3
votes

I have daily weather data with columns for the day of the month, the month, the year, and the data. But I need to add another column for the day of the year. e.g 1 - 365 (or 366 for leap years).

I'm not much of a programmer at all, I am familiar with seq() e.g. seq(1, 365) But the above would terminate at 365. I need to sequentially increase the number while accounting for the year, so that the sequence starts over every year (and accounts for leap years). In this example, all weather data begin on Jan. 1st. Any ideas/suggestion/pointers much appreciated.

Edit: Example data

example.data <- structure(list(V1 = 1:6, V2 = c(1L, 1L, 1L, 1L, 1L, 1L), 
    V3 = c(1950L, 1950L, 1950L, 1950L, 1950L, 1950L), 
    V4 = c(NA, NA, NA, NA, NA, NA), 
    V5 = c(0, 0, 0, 0, 0, 0)),
    .Names = c("V1", "V2", "V3", "V4", "V5"), row.names = c(NA, 6L), class =                "data.frame")`
3
To get your data in a format that would be useful for those answering the question, try running dput(head(dat)), where dat is the name of your data frame.Aaron left Stack Overflow

3 Answers

4
votes

R has a Date class, which is a good first step; you can get that by pasting your columns into "Y-M-D" format and then calling as.Date. But there's an even better option, which is the POSIXlt class, which contains exactly the information you want in the yday field, as well as lots of other potential useful information. So then I convert the Date to POSIXlt format, and get the day of the year; since this starts with zero I then add 1.

dat <- data.frame(d=1:6,
                  m=rep(c(1,2,12), 2),
                  y=rep(c(1950, 1951), each=3))
dat$Date <- as.Date(with(dat, paste(y, m, d, sep="-")))
dat$doy <- as.POSIXlt(dat$Date)$yday + 1
dat
##   d  m    y       Date doy
## 1 1  1 1950 1950-01-01   1
## 2 2  2 1950 1950-02-02  33
## 3 3 12 1950 1950-12-03 337
## 4 4  1 1951 1951-01-04   4
## 5 5  2 1951 1951-02-05  36
## 6 6 12 1951 1951-12-06 340

The advantage of this is that it works correctly even if the order of your rows is changed or a particular day is missing. It's almost never a good idea to have your analysis depend on the order of the data.

4
votes

Try this code, assuming your "year" column is named "V3":

enter image description here

Edit: More seriously, pasting a picture of your data is a bad idea, see here for how to include your data to make it easier for people to help. Including dput(head(data)) is almost always best.

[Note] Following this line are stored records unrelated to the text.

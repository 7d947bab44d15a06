#![forbid(unsafe_code)]

use std::sync::Arc;
use std::time::Duration;

use alaire_domain::{Message, MessageId, RoomId, SendError, SessionState, UserIdentity, validate_body};
use alaire_domain::identity::handle_display_name;
use alaire_platform::{
	BroadcastStatusProvider, IdentityProvider, MessageCreateProvider, MessageHistoryProvider, PresenceEvent,
	PresenceEventRx, PresenceProvider, RemoteMessage,
};
use anyhow::Context as _;
use chrono::Utc;
use tokio::sync::{Mutex, mpsc, watch};
use tokio::task::JoinHandle;
use tokio::time::{self, MissedTickBehavior};
use tracing::{debug, info, warn};

use crate::config::SessionConfig;
use crate::state::{ChatSnapshot, SharedState};

/// Everything the engine talks to, injected so callers can swap transports
/// or storage.
#[derive(Clone)]
pub struct ChatProviders {
	pub status: Arc<dyn BroadcastStatusProvider>,
	pub history: Arc<dyn MessageHistoryProvider>,
	pub create: Arc<dyn MessageCreateProvider>,
	pub presence: Arc<dyn PresenceProvider>,
	pub identity: Arc<dyn IdentityProvider>,
}

struct OpenSession {
	generation: u64,
	shutdown: watch::Sender<bool>,
	tasks: Vec<JoinHandle<()>>,
}

/// Live chat engine for one room.
///
/// The broadcast status gate runs from `start` to `shutdown`; the chat
/// session itself (timeline sync, presence, sending) runs between `open`
/// and `close`. Readers take [`ChatSnapshot`]s and wake on the change
/// channel.
pub struct LiveChatClient {
	room: RoomId,
	cfg: SessionConfig,
	providers: ChatProviders,
	state: Arc<SharedState>,
	gate_shutdown: watch::Sender<bool>,
	gate_task: Mutex<Option<JoinHandle<()>>>,
	session: Mutex<Option<OpenSession>>,
}

impl LiveChatClient {
	/// Create the client and start the status gate. Chat itself starts on
	/// [`LiveChatClient::open`].
	pub fn start(cfg: SessionConfig, providers: ChatProviders) -> anyhow::Result<Self> {
		let room = cfg.room_id().context("invalid room in session config")?;
		let state = Arc::new(SharedState::new(cfg.notice_ttl()));

		let (gate_shutdown, gate_rx) = watch::channel(false);
		let gate_task = tokio::spawn(run_status_gate(
			providers.status.clone(),
			state.clone(),
			cfg.status_interval(),
			gate_rx,
		));

		Ok(Self {
			room,
			cfg,
			providers,
			state,
			gate_shutdown,
			gate_task: Mutex::new(Some(gate_task)),
			session: Mutex::new(None),
		})
	}

	pub fn room(&self) -> &RoomId {
		&self.room
	}

	pub fn snapshot(&self) -> ChatSnapshot {
		self.state.snapshot()
	}

	/// Wakes whenever the snapshot would change.
	pub fn subscribe_changes(&self) -> watch::Receiver<u64> {
		self.state.subscribe_changes()
	}

	/// Open the chat session. With an identity present this starts the
	/// timeline sync and the presence channel; without one the session
	/// opens in a signed-out state and syncs nothing. A sign-out while
	/// open lands in that same state: the loops stop and the session
	/// waits until the surface closes and reopens it. A second open while
	/// already open is a no-op.
	pub async fn open(&self) -> anyhow::Result<()> {
		let mut session = self.session.lock().await;
		if session.is_some() {
			debug!(room = %self.room, "open ignored, session already open");
			return Ok(());
		}

		let identity = self.providers.identity.get();
		let authenticated = identity.is_some();
		let generation = self.state.begin_session(authenticated);
		let (shutdown_tx, shutdown_rx) = watch::channel(false);

		let Some(identity) = identity else {
			info!(room = %self.room, "chat opened without identity, sync paused");
			*session = Some(OpenSession {
				generation,
				shutdown: shutdown_tx,
				tasks: Vec::new(),
			});
			return Ok(());
		};

		let mut tasks = Vec::new();

		tasks.push(tokio::spawn(run_message_sync(
			self.providers.history.clone(),
			self.providers.identity.clone(),
			self.state.clone(),
			self.room.clone(),
			generation,
			self.cfg.sync_interval(),
			shutdown_tx.clone(),
			shutdown_rx.clone(),
		)));

		let (events_tx, events_rx) = mpsc::channel(64);
		let presence = self.providers.presence.clone();
		let presence_room = self.room.clone();
		tasks.push(tokio::spawn(async move {
			if let Err(e) = presence.run(presence_room.clone(), events_tx, shutdown_rx).await {
				warn!(error = %e, room = %presence_room, "presence channel ended");
			}
		}));
		tasks.push(tokio::spawn(run_presence_pump(self.state.clone(), generation, events_rx)));

		info!(room = %self.room, user = %identity.display_name(), "chat session opened");
		*session = Some(OpenSession {
			generation,
			shutdown: shutdown_tx,
			tasks,
		});
		Ok(())
	}

	/// Close the chat session: stop its tasks, clear the timeline and
	/// presence. The status gate keeps running. A close while already
	/// closed is a no-op.
	pub async fn close(&self) {
		let Some(open) = self.session.lock().await.take() else {
			return;
		};

		let _ = open.shutdown.send(true);
		for task in open.tasks {
			if let Err(e) = task.await {
				warn!(error = %e, room = %self.room, "session task ended abnormally");
			}
		}
		self.state.end_session();
		info!(room = %self.room, generation = open.generation, "chat session closed");
	}

	/// Close the session and stop the status gate.
	pub async fn shutdown(&self) {
		self.close().await;
		let _ = self.gate_shutdown.send(true);
		if let Some(task) = self.gate_task.lock().await.take()
			&& let Err(e) = task.await
		{
			warn!(error = %e, "status gate ended abnormally");
		}
	}

	/// Optimistic send. The validated body is echoed into the timeline
	/// before the network call, then replaced by the server copy on the
	/// next successful fetch, or rolled back if the service refuses it.
	/// One send at a time; a send that is in flight when the broadcast
	/// ends still runs to completion.
	pub async fn send(&self, raw: &str) -> Result<(), SendError> {
		let body = validate_body(raw)?;

		let Some(identity) = self.providers.identity.get() else {
			return Err(SendError::NotAuthenticated);
		};

		let (generation, message) = self.state.begin_send(&body, &identity.display_name())?;

		match self.providers.create.create_message(&self.room, &body).await {
			Ok(created) => {
				debug!(room = %self.room, id = %created.id, "message accepted");
				match self.providers.history.fetch_history(&self.room).await {
					Ok(remote) => {
						let mapped = map_remote_messages(remote, &identity);
						self.state.replace_timeline(generation, mapped, true);
					}
					Err(e) => {
						warn!(error = %e, room = %self.room, "post-send resync failed, next poll will confirm");
						self.state.clear_pending_send(generation);
					}
				}
				self.state.finish_send(generation);
				Ok(())
			}
			Err(err) => {
				warn!(error = %err, room = %self.room, "send failed, rolling back the echo");
				if let MessageId::Client(client_id) = message.id {
					self.state.rollback_provisional(generation, client_id);
				}
				if matches!(err, SendError::Rejected(_) | SendError::Network(_)) {
					self.state.push_notice(generation, err.to_string());
				}
				self.state.finish_send(generation);
				Err(err)
			}
		}
	}
}

impl Drop for LiveChatClient {
	fn drop(&mut self) {
		let _ = self.gate_shutdown.send(true);
		if let Ok(mut session) = self.session.try_lock()
			&& let Some(open) = session.take()
		{
			let _ = open.shutdown.send(true);
		}
	}
}

/// Broadcast status probe. Owns the liveness verdict for the client's
/// whole lifetime; a failed probe reads as off air until the next one
/// succeeds.
async fn run_status_gate(
	status: Arc<dyn BroadcastStatusProvider>,
	state: Arc<SharedState>,
	interval: Duration,
	mut shutdown: watch::Receiver<bool>,
) {
	let mut ticker = time::interval(interval);
	ticker.set_missed_tick_behavior(MissedTickBehavior::Delay);

	loop {
		tokio::select! {
			_ = ticker.tick() => {}
			_ = shutdown.changed() => break,
		}

		let fetched = tokio::select! {
			r = status.fetch_status() => r,
			_ = shutdown.changed() => break,
		};

		let session = match fetched {
			Ok(s) => SessionState {
				is_live: s.is_live,
				listener_count: s.listener_count,
				last_checked_at: Some(Utc::now()),
			},
			Err(e) => {
				warn!(error = %e, "status probe failed, treating broadcast as off air");
				SessionState {
					is_live: false,
					listener_count: 0,
					last_checked_at: Some(Utc::now()),
				}
			}
		};
		state.set_session_state(session);
	}
}

/// Timeline poll loop. The first tick lands immediately so an opened
/// session has history without waiting a full interval. The identity is
/// re-read on every tick; when it disappears the whole session drops to
/// the signed-out state. A failed poll keeps the current timeline.
async fn run_message_sync(
	history: Arc<dyn MessageHistoryProvider>,
	identity: Arc<dyn IdentityProvider>,
	state: Arc<SharedState>,
	room: RoomId,
	generation: u64,
	interval: Duration,
	shutdown_tx: watch::Sender<bool>,
	mut shutdown: watch::Receiver<bool>,
) {
	let mut ticker = time::interval(interval);
	ticker.set_missed_tick_behavior(MissedTickBehavior::Delay);

	loop {
		tokio::select! {
			_ = ticker.tick() => {}
			_ = shutdown.changed() => break,
		}

		let Some(user) = identity.get() else {
			info!(room = %room, "identity cleared, dropping the session to signed out");
			let _ = shutdown_tx.send(true);
			state.revoke_session_auth(generation);
			break;
		};

		let fetched = tokio::select! {
			r = history.fetch_history(&room) => r,
			_ = shutdown.changed() => break,
		};

		match fetched {
			Ok(remote) => {
				let mapped = map_remote_messages(remote, &user);
				if !state.replace_timeline(generation, mapped, false) {
					break;
				}
			}
			Err(e) => {
				warn!(error = %e, room = %room, "history poll failed, keeping current timeline");
			}
		}
	}
}

/// Apply presence events to shared state. Ends when the channel runner
/// drops its sender.
async fn run_presence_pump(state: Arc<SharedState>, generation: u64, mut events: PresenceEventRx) {
	while let Some(event) = events.recv().await {
		match event {
			PresenceEvent::Connected => state.set_presence_connected(generation, true),
			PresenceEvent::Online { count } => state.set_online_count(generation, count),
			PresenceEvent::Disconnected { reason } => {
				debug!(reason = %reason, "presence channel dropped");
				state.set_presence_connected(generation, false);
			}
		}
	}
}

/// Map a newest-first server window into oldest-first timeline entries,
/// resolving display names. The current user's entries use their own
/// resolved profile; other authors only ever expose a handle.
fn map_remote_messages(remote: Vec<RemoteMessage>, identity: &UserIdentity) -> Vec<Message> {
	let self_display = identity.display_name();
	remote
		.into_iter()
		.rev()
		.map(|m| {
			let author_is_self = m.author_handle == identity.handle;
			let display = if author_is_self {
				self_display.clone()
			} else {
				handle_display_name(&m.author_handle)
			};
			Message::confirmed(m.id, m.body, display, author_is_self, m.created_at)
		})
		.collect()
}

#[cfg(test)]
mod tests {
	use alaire_domain::ServerMessageId;
	use chrono::DateTime;

	use super::*;

	fn mk_remote(id: &str, body: &str, handle: &str, at: i64) -> RemoteMessage {
		let Ok(id) = ServerMessageId::new(id) else {
			panic!("test id must be non-empty");
		};
		let Some(created_at) = DateTime::from_timestamp(at, 0) else {
			panic!("test timestamp out of range");
		};
		RemoteMessage {
			id,
			body: body.to_string(),
			author_handle: handle.to_string(),
			created_at,
		}
	}

	#[test]
	fn mapping_reverses_the_window_and_resolves_authors() {
		let mut identity = UserIdentity::new("carla@radio.fm");
		identity.first_name = Some("Carla".to_string());

		let remote = vec![
			mk_remote("2", "segunda", "dj.nocturno@radio.fm", 20),
			mk_remote("1", "primera", "carla@radio.fm", 10),
		];
		let mapped = map_remote_messages(remote, &identity);

		assert_eq!(mapped.len(), 2);
		assert_eq!(mapped[0].body, "primera");
		assert!(mapped[0].author_is_self);
		assert_eq!(mapped[0].author_display_name, "Carla");

		assert_eq!(mapped[1].body, "segunda");
		assert!(!mapped[1].author_is_self);
		assert_eq!(mapped[1].author_display_name, "dj.nocturno");
	}

	#[test]
	fn plain_handles_pass_through_unchanged() {
		let identity = UserIdentity::new("yo");
		let mapped = map_remote_messages(vec![mk_remote("1", "hola", "locutora", 10)], &identity);
		assert_eq!(mapped[0].author_display_name, "locutora");
	}
}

For your problem, read in your data:

z <- read.csv("test.data.txt", sep="\t", header = FALSE)

Then use dplyr to seq_along() each year:

library(dplyr)
mydat <- z %>% group_by(V3) %>%
               mutate(day = seq_along(V3))

We can verify we got some 366s:

sum(mydat$day == 366)
sum(mydat$day == 365)
4
votes

Assuming your dataset is named df, you could construct a date field:

df$date <- as.Date(paste(df$Y, df$m, df$d, sep="-"), "%Y-%m-%d")

And then use the get the %j attribute from that date object:

df$day_of_year <- as.numeric(strftime(df$date, "%j"))